**INSTRUCTIONS TO FOLLOW:** Among the entries below, find each line holding "TaskContext" and return it.

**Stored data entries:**
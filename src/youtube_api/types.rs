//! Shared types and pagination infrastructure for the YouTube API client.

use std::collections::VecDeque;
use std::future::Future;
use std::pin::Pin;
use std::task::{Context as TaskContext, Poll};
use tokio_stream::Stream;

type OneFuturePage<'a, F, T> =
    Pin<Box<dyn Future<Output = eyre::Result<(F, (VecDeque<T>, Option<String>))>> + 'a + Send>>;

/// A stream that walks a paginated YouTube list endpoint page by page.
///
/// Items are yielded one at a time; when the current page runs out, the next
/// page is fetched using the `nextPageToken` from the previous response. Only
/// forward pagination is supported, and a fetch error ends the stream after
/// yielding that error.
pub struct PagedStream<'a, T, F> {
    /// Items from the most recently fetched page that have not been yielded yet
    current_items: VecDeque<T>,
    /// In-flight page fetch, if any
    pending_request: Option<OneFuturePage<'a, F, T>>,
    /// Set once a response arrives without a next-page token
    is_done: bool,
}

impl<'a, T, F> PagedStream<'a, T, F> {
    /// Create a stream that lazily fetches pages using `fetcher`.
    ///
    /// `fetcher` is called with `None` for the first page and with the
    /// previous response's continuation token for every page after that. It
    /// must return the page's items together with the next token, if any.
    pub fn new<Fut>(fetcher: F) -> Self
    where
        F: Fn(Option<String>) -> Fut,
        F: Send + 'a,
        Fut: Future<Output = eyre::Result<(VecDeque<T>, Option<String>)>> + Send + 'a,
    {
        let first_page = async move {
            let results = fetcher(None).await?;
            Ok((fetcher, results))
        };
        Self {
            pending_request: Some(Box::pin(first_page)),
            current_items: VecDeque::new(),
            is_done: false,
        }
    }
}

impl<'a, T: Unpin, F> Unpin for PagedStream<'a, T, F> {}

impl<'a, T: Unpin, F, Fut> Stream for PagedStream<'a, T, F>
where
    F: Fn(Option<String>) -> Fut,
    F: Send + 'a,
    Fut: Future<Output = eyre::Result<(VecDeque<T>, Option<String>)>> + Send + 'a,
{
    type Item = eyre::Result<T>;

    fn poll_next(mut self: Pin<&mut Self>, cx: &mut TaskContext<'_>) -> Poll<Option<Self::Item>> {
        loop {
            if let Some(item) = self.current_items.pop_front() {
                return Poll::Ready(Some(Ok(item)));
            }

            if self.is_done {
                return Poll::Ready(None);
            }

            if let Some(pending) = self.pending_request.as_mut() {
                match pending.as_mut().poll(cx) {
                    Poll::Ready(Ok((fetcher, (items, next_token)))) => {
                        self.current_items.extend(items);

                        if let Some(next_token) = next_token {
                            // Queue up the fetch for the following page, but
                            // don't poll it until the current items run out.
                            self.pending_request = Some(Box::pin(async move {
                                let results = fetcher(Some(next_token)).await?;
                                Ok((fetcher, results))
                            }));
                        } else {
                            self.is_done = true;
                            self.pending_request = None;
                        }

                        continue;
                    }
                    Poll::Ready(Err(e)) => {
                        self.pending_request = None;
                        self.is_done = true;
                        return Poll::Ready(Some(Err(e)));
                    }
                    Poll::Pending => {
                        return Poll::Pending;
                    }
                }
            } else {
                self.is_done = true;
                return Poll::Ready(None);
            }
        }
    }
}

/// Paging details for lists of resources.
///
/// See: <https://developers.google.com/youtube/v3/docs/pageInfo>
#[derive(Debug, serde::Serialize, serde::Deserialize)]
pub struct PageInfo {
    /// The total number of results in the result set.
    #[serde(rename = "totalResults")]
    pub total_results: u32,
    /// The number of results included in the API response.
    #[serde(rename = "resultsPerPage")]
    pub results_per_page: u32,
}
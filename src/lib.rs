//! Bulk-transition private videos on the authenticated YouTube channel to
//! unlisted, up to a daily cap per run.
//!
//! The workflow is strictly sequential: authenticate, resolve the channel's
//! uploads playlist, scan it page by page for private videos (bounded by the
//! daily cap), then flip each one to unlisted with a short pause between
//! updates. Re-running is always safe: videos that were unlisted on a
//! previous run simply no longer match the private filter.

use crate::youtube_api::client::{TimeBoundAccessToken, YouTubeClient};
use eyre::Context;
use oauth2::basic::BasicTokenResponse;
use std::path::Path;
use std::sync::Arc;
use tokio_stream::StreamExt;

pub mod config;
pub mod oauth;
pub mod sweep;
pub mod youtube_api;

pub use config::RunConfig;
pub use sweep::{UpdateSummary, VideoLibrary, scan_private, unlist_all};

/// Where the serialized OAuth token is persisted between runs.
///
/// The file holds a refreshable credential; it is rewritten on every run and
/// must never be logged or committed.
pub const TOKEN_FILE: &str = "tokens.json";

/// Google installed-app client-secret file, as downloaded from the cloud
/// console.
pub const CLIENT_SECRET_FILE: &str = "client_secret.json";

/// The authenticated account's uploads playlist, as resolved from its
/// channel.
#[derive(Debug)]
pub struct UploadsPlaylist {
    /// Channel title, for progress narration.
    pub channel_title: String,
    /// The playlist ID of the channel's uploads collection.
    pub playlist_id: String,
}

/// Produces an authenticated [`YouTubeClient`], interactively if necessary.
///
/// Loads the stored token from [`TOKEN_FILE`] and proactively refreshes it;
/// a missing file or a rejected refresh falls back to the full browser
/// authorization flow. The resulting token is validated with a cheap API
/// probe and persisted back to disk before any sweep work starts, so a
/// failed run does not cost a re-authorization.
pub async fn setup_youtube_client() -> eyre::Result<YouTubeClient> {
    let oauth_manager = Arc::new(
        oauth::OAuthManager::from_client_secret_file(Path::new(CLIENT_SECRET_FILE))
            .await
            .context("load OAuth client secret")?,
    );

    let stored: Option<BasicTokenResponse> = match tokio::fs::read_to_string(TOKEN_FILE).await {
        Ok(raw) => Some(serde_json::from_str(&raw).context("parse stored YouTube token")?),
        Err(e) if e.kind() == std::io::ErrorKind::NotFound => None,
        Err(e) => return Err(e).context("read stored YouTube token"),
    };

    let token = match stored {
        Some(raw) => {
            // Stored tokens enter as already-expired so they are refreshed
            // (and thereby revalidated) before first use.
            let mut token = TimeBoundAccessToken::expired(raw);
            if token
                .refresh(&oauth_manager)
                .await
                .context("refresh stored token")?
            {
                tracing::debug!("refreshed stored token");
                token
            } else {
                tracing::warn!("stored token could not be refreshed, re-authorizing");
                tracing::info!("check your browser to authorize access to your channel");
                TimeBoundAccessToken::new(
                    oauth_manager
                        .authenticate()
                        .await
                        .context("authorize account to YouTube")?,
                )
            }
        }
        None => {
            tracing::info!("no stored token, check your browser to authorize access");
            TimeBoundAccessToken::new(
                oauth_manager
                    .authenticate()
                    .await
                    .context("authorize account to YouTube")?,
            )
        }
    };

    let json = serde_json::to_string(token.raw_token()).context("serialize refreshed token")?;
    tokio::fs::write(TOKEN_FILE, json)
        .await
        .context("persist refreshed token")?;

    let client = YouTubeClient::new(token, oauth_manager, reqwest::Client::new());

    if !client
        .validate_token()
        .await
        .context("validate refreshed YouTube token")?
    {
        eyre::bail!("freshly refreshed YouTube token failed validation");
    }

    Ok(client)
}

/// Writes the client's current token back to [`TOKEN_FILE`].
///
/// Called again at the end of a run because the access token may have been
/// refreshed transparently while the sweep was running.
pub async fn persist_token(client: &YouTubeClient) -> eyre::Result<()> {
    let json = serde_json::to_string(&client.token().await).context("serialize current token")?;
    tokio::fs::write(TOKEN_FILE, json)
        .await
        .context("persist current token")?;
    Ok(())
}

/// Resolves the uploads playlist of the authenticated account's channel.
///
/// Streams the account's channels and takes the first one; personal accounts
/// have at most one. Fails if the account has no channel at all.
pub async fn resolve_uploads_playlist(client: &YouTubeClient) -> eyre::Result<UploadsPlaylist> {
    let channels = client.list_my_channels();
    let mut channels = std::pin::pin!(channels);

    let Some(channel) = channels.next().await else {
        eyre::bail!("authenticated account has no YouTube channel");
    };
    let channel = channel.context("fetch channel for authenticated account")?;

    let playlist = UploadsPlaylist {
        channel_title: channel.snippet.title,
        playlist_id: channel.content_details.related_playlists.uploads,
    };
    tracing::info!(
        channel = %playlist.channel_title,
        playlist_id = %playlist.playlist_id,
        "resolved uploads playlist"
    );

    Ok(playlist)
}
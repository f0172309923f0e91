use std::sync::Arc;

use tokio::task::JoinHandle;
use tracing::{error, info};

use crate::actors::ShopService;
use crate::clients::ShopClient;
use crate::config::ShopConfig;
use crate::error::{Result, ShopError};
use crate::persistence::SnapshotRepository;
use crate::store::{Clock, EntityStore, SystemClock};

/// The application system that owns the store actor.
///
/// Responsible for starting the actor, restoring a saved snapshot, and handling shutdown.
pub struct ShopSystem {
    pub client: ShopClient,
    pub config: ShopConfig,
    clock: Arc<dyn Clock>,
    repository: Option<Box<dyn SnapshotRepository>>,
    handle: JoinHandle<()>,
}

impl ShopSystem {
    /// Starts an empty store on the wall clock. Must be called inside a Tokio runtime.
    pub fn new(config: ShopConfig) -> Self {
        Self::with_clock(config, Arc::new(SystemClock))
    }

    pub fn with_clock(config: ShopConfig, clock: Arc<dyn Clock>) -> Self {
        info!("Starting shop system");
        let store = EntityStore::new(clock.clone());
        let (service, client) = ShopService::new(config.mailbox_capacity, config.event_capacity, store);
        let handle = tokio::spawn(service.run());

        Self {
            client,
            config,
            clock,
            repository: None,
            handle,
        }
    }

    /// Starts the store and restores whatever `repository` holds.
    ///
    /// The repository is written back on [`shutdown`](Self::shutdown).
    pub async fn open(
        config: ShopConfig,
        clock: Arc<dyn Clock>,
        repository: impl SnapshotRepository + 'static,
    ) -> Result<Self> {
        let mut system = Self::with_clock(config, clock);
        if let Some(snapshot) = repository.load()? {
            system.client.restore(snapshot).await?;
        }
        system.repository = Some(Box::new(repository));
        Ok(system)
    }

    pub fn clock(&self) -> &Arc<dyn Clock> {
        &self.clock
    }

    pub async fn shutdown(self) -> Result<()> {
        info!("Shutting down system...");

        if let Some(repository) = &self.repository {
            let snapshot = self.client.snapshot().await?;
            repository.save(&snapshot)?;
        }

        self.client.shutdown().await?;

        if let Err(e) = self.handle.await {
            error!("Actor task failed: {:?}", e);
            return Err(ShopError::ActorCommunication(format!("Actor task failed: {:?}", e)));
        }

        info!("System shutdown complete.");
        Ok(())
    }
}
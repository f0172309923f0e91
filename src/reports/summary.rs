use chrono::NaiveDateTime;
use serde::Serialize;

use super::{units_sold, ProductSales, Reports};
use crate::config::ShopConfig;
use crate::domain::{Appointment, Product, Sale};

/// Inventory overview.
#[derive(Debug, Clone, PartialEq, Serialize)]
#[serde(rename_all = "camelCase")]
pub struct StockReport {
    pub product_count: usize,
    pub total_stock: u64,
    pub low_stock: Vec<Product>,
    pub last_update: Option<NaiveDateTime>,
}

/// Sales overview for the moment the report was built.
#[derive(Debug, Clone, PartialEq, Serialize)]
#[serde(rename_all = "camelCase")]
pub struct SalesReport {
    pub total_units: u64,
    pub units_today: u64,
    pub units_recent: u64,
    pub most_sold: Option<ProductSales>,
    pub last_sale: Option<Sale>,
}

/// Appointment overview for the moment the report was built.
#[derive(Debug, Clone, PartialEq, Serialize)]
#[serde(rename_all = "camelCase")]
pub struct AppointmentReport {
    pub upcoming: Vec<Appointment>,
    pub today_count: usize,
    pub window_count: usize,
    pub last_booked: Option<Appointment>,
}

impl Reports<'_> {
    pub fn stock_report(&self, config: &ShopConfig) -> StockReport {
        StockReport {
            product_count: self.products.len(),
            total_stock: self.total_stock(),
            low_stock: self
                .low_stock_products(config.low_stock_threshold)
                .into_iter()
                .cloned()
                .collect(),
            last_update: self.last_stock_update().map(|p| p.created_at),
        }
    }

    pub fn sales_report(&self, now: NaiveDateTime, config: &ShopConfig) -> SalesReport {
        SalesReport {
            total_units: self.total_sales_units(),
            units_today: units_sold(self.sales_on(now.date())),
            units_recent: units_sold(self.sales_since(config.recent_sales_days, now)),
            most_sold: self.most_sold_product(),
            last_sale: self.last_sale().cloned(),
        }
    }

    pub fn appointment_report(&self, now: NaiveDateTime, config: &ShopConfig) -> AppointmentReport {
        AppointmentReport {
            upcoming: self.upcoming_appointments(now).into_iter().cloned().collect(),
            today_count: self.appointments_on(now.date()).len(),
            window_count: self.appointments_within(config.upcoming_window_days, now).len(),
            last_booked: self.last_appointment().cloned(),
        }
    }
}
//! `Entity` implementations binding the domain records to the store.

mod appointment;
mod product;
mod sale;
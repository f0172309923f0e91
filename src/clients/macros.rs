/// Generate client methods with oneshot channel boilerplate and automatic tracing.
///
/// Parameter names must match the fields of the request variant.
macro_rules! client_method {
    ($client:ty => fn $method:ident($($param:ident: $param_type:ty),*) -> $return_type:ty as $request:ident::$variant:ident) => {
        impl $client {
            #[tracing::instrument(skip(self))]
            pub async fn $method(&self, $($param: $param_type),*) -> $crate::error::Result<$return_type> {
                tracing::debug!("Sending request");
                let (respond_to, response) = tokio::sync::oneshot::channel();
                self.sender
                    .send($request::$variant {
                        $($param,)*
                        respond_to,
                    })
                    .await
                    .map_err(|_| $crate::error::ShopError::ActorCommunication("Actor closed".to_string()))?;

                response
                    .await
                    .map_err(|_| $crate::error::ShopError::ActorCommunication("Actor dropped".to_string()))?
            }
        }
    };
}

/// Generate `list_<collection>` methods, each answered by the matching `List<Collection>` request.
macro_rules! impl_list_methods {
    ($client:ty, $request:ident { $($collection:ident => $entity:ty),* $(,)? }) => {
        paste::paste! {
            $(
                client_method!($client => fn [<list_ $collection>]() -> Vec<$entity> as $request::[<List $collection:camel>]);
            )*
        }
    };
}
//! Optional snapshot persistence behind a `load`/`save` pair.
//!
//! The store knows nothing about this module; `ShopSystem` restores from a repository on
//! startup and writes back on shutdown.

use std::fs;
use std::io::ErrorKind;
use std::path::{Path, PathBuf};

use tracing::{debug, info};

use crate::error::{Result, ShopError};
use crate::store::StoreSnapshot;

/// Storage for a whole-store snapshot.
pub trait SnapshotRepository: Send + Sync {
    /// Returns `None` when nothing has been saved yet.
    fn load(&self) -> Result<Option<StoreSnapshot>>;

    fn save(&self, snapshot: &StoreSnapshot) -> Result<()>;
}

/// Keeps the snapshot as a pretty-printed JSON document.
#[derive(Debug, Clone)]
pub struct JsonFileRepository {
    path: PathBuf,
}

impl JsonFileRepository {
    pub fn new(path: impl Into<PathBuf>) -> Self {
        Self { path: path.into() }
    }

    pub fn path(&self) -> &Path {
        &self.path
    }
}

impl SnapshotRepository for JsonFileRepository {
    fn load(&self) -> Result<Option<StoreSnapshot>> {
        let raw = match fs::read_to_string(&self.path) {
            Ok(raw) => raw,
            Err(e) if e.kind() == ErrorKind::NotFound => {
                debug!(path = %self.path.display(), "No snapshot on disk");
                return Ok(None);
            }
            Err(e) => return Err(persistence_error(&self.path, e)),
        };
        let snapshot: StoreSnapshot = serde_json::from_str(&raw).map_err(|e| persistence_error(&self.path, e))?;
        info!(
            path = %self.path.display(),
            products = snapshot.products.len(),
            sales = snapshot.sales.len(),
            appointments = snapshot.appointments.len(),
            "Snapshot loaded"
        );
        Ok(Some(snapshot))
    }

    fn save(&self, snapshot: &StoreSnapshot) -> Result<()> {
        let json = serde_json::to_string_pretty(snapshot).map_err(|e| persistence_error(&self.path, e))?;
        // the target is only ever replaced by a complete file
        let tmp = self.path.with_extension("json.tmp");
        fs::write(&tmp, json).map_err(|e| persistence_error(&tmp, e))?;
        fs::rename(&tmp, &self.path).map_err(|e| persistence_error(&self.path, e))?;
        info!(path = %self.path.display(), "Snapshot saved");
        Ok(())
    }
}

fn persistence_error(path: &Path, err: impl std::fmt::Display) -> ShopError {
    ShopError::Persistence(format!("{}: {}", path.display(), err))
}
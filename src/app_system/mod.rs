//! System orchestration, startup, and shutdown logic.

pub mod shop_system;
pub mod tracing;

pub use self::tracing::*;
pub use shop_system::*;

**EXERCISE ANSWER:**
use std::task::{Context as TaskContext, Poll};
    fn poll_next(mut self: Pin<&mut Self>, cx: &mut TaskContext<'_>) -> Poll<Option<Self::Item>> {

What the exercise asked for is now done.